Treatment of A6 cells with rXlIFN is protective against FV3 infection. A6 cells were cultured for 8 h with medium alone (mock infection; not shown), 50 ng/ml rXlIFN, or an equal volume of the vector control, subsequently infected with FV3 at an MOI of 0.3, and processed at 1 dpi (A) and 3 dpi (B). Cells were stained using rabbit anti-FV3 53R primary Ab and FITC-labeled goat antirabbit secondary Ab. Cellular nuclei were visualized using the Hoechst DNA stain.

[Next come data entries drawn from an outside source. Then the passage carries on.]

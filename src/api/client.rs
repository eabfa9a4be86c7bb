//! BoothClient - REST client for the booth backend.

use std::path::Path;
use std::sync::{Mutex, MutexGuard, PoisonError};
use std::time::Duration;

use reqwest::multipart::{Form, Part};
use reqwest::{RequestBuilder, Response, StatusCode};
use serde::de::DeserializeOwned;

use super::error::ApiError;
use super::types::{
    Credentials, Event, EventPage, EventTab, MediaType, PinRequest, RefreshRequest,
    RefreshResponse, Template, TokenPair, User,
};

/// Base URL used when nothing is configured.
pub const DEFAULT_BASE_URL: &str = "http://127.0.0.1:8001/api";

/// Environment variable that overrides the base URL.
pub const API_URL_ENV: &str = "SELFIE_BOOTH_API_URL";

/// Default timeout for HTTP requests (30 seconds).
pub const DEFAULT_TIMEOUT: Duration = Duration::from_secs(30);

/// Default connection timeout (10 seconds).
pub const DEFAULT_CONNECT_TIMEOUT: Duration = Duration::from_secs(10);

#[derive(Debug, Default)]
struct AuthState {
    tokens: Option<TokenPair>,
    user: Option<User>,
}

/// Client for the booth REST API.
///
/// Authorized calls carry the access token as a bearer token. When the server
/// answers 401, the refresh token is exchanged for a new access token and the
/// request is sent once more. Tokens live behind a mutex so the client can be
/// shared through an `Arc`.
pub struct BoothClient {
    base_url: String,
    http_client: reqwest::Client,
    auth: Mutex<AuthState>,
}

impl std::fmt::Debug for BoothClient {
    fn fmt(&self, f: &mut std::fmt::Formatter<'_>) -> std::fmt::Result {
        f.debug_struct("BoothClient")
            .field("base_url", &self.base_url)
            .field("authenticated", &self.is_authenticated())
            .finish_non_exhaustive()
    }
}

impl BoothClient {
    /// Create a client for `base_url` with the default timeouts.
    pub fn new(base_url: &str) -> Result<Self, ApiError> {
        Self::with_timeouts(base_url, DEFAULT_TIMEOUT, DEFAULT_CONNECT_TIMEOUT)
    }

    /// Create a client with explicit request and connect timeouts.
    pub fn with_timeouts(base_url: &str, timeout: Duration, connect_timeout: Duration) -> Result<Self, ApiError> {
        let http_client = reqwest::Client::builder()
            .timeout(timeout)
            .connect_timeout(connect_timeout)
            .build()?;

        Ok(Self {
            base_url: base_url.trim_end_matches('/').to_string(),
            http_client,
            auth: Mutex::new(AuthState::default()),
        })
    }

    /// Get the base URL.
    pub fn base_url(&self) -> &str {
        &self.base_url
    }

    fn url(&self, path: &str) -> String {
        format!("{}{}", self.base_url, path)
    }

    fn auth(&self) -> MutexGuard<'_, AuthState> {
        self.auth.lock().unwrap_or_else(PoisonError::into_inner)
    }

    fn access_token(&self) -> Option<String> {
        self.auth().tokens.as_ref().map(|t| t.access.clone())
    }

    pub fn is_authenticated(&self) -> bool {
        self.auth().tokens.is_some()
    }

    /// The user fetched at login, if any.
    pub fn user(&self) -> Option<User> {
        self.auth().user.clone()
    }

    /// Install tokens obtained elsewhere.
    pub fn set_tokens(&self, tokens: TokenPair) {
        self.auth().tokens = Some(tokens);
    }

    /// Current tokens.
    pub fn tokens(&self) -> Option<TokenPair> {
        self.auth().tokens.clone()
    }

    /// Exchange credentials for tokens, then fetch the user profile.
    ///
    /// # Errors
    ///
    /// `ApiError::InvalidCredentials` when the server rejects the credentials
    /// (400 or 401); `ApiError::Status` for any other failure status.
    pub async fn login(&self, email: &str, password: &str) -> Result<User, ApiError> {
        let response = self
            .http_client
            .post(self.url("/auth/jwt/create/"))
            .json(&Credentials { email, password })
            .send()
            .await?;

        match response.status() {
            StatusCode::OK => {}
            StatusCode::BAD_REQUEST | StatusCode::UNAUTHORIZED => {
                log::warn!("Login rejected for {}", email);
                return Err(ApiError::InvalidCredentials);
            }
            _ => return Err(ApiError::from_response(response).await),
        }

        let tokens: TokenPair = response.json().await?;
        self.set_tokens(tokens);
        log::info!("Logged in as {}", email);

        let user = match self.fetch_user().await {
            Ok(user) => user,
            Err(e) => {
                log::warn!("Could not fetch user profile: {}", e);
                User {
                    email: Some(email.to_string()),
                    ..User::default()
                }
            }
        };
        self.auth().user = Some(user.clone());
        Ok(user)
    }

    async fn fetch_user(&self) -> Result<User, ApiError> {
        let url = self.url("/auth/users/me/");
        let response = self.send_authorized(|c| c.get(&url)).await?;
        json_body(response).await
    }

    /// Forget tokens and user.
    pub fn logout(&self) {
        let mut auth = self.auth();
        auth.tokens = None;
        auth.user = None;
        log::info!("Logged out");
    }

    /// Exchange the refresh token for a new access token.
    pub async fn refresh(&self) -> Result<(), ApiError> {
        let refresh = self
            .auth()
            .tokens
            .as_ref()
            .map(|t| t.refresh.clone())
            .ok_or(ApiError::NotAuthenticated)?;

        let response = self
            .http_client
            .post(self.url("/auth/jwt/refresh/"))
            .json(&RefreshRequest { refresh: &refresh })
            .send()
            .await?;

        if response.status() != StatusCode::OK {
            return Err(ApiError::from_response(response).await);
        }

        let body: RefreshResponse = response.json().await?;
        if let Some(tokens) = self.auth().tokens.as_mut() {
            tokens.access = body.access;
        }
        log::debug!("Access token refreshed");
        Ok(())
    }

    /// Send a request with the bearer token, refreshing and retrying once on 401.
    ///
    /// `build` is called again for the retry, so it must produce an
    /// identical request each time.
    async fn send_authorized<F>(&self, build: F) -> Result<Response, ApiError>
    where
        F: Fn(&reqwest::Client) -> RequestBuilder,
    {
        let token = self.access_token().ok_or(ApiError::NotAuthenticated)?;
        let response = build(&self.http_client).bearer_auth(&token).send().await?;
        if response.status() != StatusCode::UNAUTHORIZED {
            return Ok(response);
        }

        log::info!("Access token rejected, refreshing");
        if let Err(e) = self.refresh().await {
            log::warn!("Token refresh failed: {}", e);
            return Ok(response);
        }

        let token = self.access_token().ok_or(ApiError::NotAuthenticated)?;
        Ok(build(&self.http_client).bearer_auth(&token).send().await?)
    }

    /// All events.
    pub async fn get_events(&self) -> Result<Vec<Event>, ApiError> {
        let url = self.url("/events/");
        let response = self.send_authorized(|c| c.get(&url)).await?;
        json_body(response).await
    }

    /// One page of events, optionally filtered by tab and search text.
    pub async fn get_events_paginated(
        &self,
        page: u32,
        page_size: u32,
        tab: Option<EventTab>,
        search: Option<&str>,
    ) -> Result<EventPage, ApiError> {
        let url = self.url("/events/");
        let mut query = vec![
            ("page", page.to_string()),
            ("page_size", page_size.to_string()),
        ];
        if let Some(tab) = tab {
            query.push(("date_filter", tab.date_filter().to_string()));
        }
        if let Some(search) = search.map(str::trim).filter(|s| !s.is_empty()) {
            query.push(("search", search.to_string()));
        }

        let response = self.send_authorized(|c| c.get(&url).query(&query)).await?;
        json_body(response).await
    }

    /// Details of one event.
    pub async fn get_event(&self, event_id: i64) -> Result<Event, ApiError> {
        let url = self.url(&format!("/events/{}/", event_id));
        let response = self.send_authorized(|c| c.get(&url)).await?;
        json_body(response).await
    }

    /// Check an event PIN. Any 4xx other than an unrecoverable 401 means "wrong PIN".
    pub async fn verify_event_pin(&self, event_id: i64, pin: &str) -> Result<bool, ApiError> {
        let url = self.url(&format!("/events/{}/verify_pin/", event_id));
        let response = self
            .send_authorized(|c| c.post(&url).json(&PinRequest { pin }))
            .await?;

        let status = response.status();
        if status == StatusCode::OK {
            Ok(true)
        } else if status.is_client_error() && status != StatusCode::UNAUTHORIZED {
            Ok(false)
        } else {
            Err(ApiError::from_response(response).await)
        }
    }

    /// Templates for an event, or all templates.
    pub async fn get_templates(&self, event_id: Option<i64>) -> Result<Vec<Template>, ApiError> {
        let url = match event_id {
            Some(id) => self.url(&format!("/events/{}/templates/", id)),
            None => self.url("/templates/"),
        };
        let response = self.send_authorized(|c| c.get(&url)).await?;
        json_body(response).await
    }

    /// Upload a captured file to an event as multipart form data.
    pub async fn upload_media(
        &self,
        event_id: i64,
        path: &Path,
        media_type: MediaType,
        template_id: Option<i64>,
    ) -> Result<(), ApiError> {
        if !path.is_file() {
            return Err(ApiError::MissingFile(path.to_path_buf()));
        }
        let bytes = tokio::fs::read(path).await?;
        let file_name = path
            .file_name()
            .map(|n| n.to_string_lossy().into_owned())
            .unwrap_or_else(|| "upload".to_string());
        let url = self.url(&format!("/events/{}/media/", event_id));

        let response = self
            .send_authorized(|c| {
                let mut form = Form::new()
                    .part("file", Part::bytes(bytes.clone()).file_name(file_name.clone()))
                    .text("media_type", media_type.as_str());
                if let Some(id) = template_id {
                    form = form.text("template_id", id.to_string());
                }
                c.post(&url).multipart(form)
            })
            .await?;

        match response.status() {
            StatusCode::OK | StatusCode::CREATED => {
                log::info!("Uploaded {} to event {} as {}", file_name, event_id, media_type);
                Ok(())
            }
            _ => Err(ApiError::from_response(response).await),
        }
    }
}

/// Decode a successful JSON response, or turn a failed one into an error.
async fn json_body<T: DeserializeOwned>(response: Response) -> Result<T, ApiError> {
    if !response.status().is_success() {
        return Err(ApiError::from_response(response).await);
    }
    Ok(response.json().await?)
}

#[cfg(test)]
mod tests {
    use super::*;

    #[test]
    fn test_new_trims_trailing_slash() {
        let client = BoothClient::new("http://localhost:8001/api/").unwrap();
        assert_eq!(client.base_url(), "http://localhost:8001/api");
        assert_eq!(client.url("/events/"), "http://localhost:8001/api/events/");
    }

    #[test]
    fn test_tokens_and_logout() {
        let client = BoothClient::new(DEFAULT_BASE_URL).unwrap();
        assert!(!client.is_authenticated());
        client.set_tokens(TokenPair {
            access: "a".to_string(),
            refresh: "r".to_string(),
        });
        assert!(client.is_authenticated());
        assert_eq!(client.tokens().unwrap().access, "a");
        client.logout();
        assert!(!client.is_authenticated());
        assert!(client.user().is_none());
    }

    #[tokio::test]
    async fn test_unauthenticated_request_fails_fast() {
        let client = BoothClient::new("http://127.0.0.1:9").unwrap();
        assert!(matches!(client.get_events().await, Err(ApiError::NotAuthenticated)));
        assert!(matches!(client.refresh().await, Err(ApiError::NotAuthenticated)));
    }
}
//! Background capture thread implementation.

use std::sync::atomic::{AtomicBool, AtomicU64, Ordering};
use std::sync::{Arc, Mutex, MutexGuard, PoisonError};
use std::thread;
use std::time::Duration;

use super::source::FrameSource;
use super::types::Frame;
use crate::media::Recording;
use crate::preview::DisplaySink;

/// Pause after a failed read before trying again.
pub const READ_RETRY_DELAY: Duration = Duration::from_millis(100);

/// State shared between [`super::CameraCapture`] and its thread.
#[derive(Default)]
pub struct CaptureShared {
    /// Latest captured frame
    pub latest: Mutex<Option<Frame>>,
    /// Recording fed by the loop, if any
    pub recording: Mutex<Option<Recording>>,
    /// Frames read since start
    pub frames: AtomicU64,
    /// Signal to stop the loop
    pub stop: AtomicBool,
}

/// Lock a mutex, recovering the data if a panicking thread poisoned it.
pub(crate) fn lock<T>(mutex: &Mutex<T>) -> MutexGuard<'_, T> {
    mutex.lock().unwrap_or_else(PoisonError::into_inner)
}

/// Run the capture loop until the stop flag is set.
///
/// Each frame is counted, written to the active recording, stored as the
/// latest frame and shown on `sink`, in that order. On exit any recording
/// still in progress is finished and the source released.
pub fn run_capture_loop<S: FrameSource>(
    mut source: S,
    shared: Arc<CaptureShared>,
    sink: Arc<dyn DisplaySink>,
    interval: Duration,
) {
    let label = source.describe();
    log::info!("Capture loop started on {}", label);

    while !shared.stop.load(Ordering::Relaxed) {
        let frame = match source.read_frame() {
            Ok(frame) => frame,
            Err(e) => {
                log::warn!("Frame read failed on {}: {}", label, e);
                thread::sleep(READ_RETRY_DELAY);
                continue;
            }
        };

        let count = shared.frames.fetch_add(1, Ordering::Relaxed) + 1;
        if count % 30 == 0 {
            log::debug!("Captured {} frames", count);
        }

        if let Some(recording) = lock(&shared.recording).as_mut() {
            recording.write(&frame);
        }

        *lock(&shared.latest) = Some(frame.clone());
        sink.show(&frame);

        if !interval.is_zero() {
            thread::sleep(interval);
        }
    }

    if let Some(recording) = lock(&shared.recording).take() {
        match recording.finish() {
            Ok(summary) => log::info!("Recording finished on shutdown: {}", summary.path.display()),
            Err(e) => log::error!("Recording could not be finished on shutdown: {}", e),
        }
    }

    source.release();
    log::info!(
        "Capture loop stopped on {} after {} frames",
        label,
        shared.frames.load(Ordering::Relaxed)
    );
}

First column, phase-contrast images of A6 cells pretreated with the vector control or rXlIFN prior to infection for 1 or 3 days with FV3; second column, anti-FV3 53R Ab immunofluorescence images corresponding to those presented in the first column; third column, merged images of the respective Hoechst- and anti-FV3 53R Ab-stained cultures presented in the first column. (C) Percentage of FV3-infected A6 cells. Digital images from the experiments represented in panels A and B were analyzed using Image-Pro Plus and ImageJ software. Results are presented as mean percentages ± SEMs of infected cells (of total) per 10 fields. *, significant difference between vector and rXlIFN treatment groups (P < 0.05).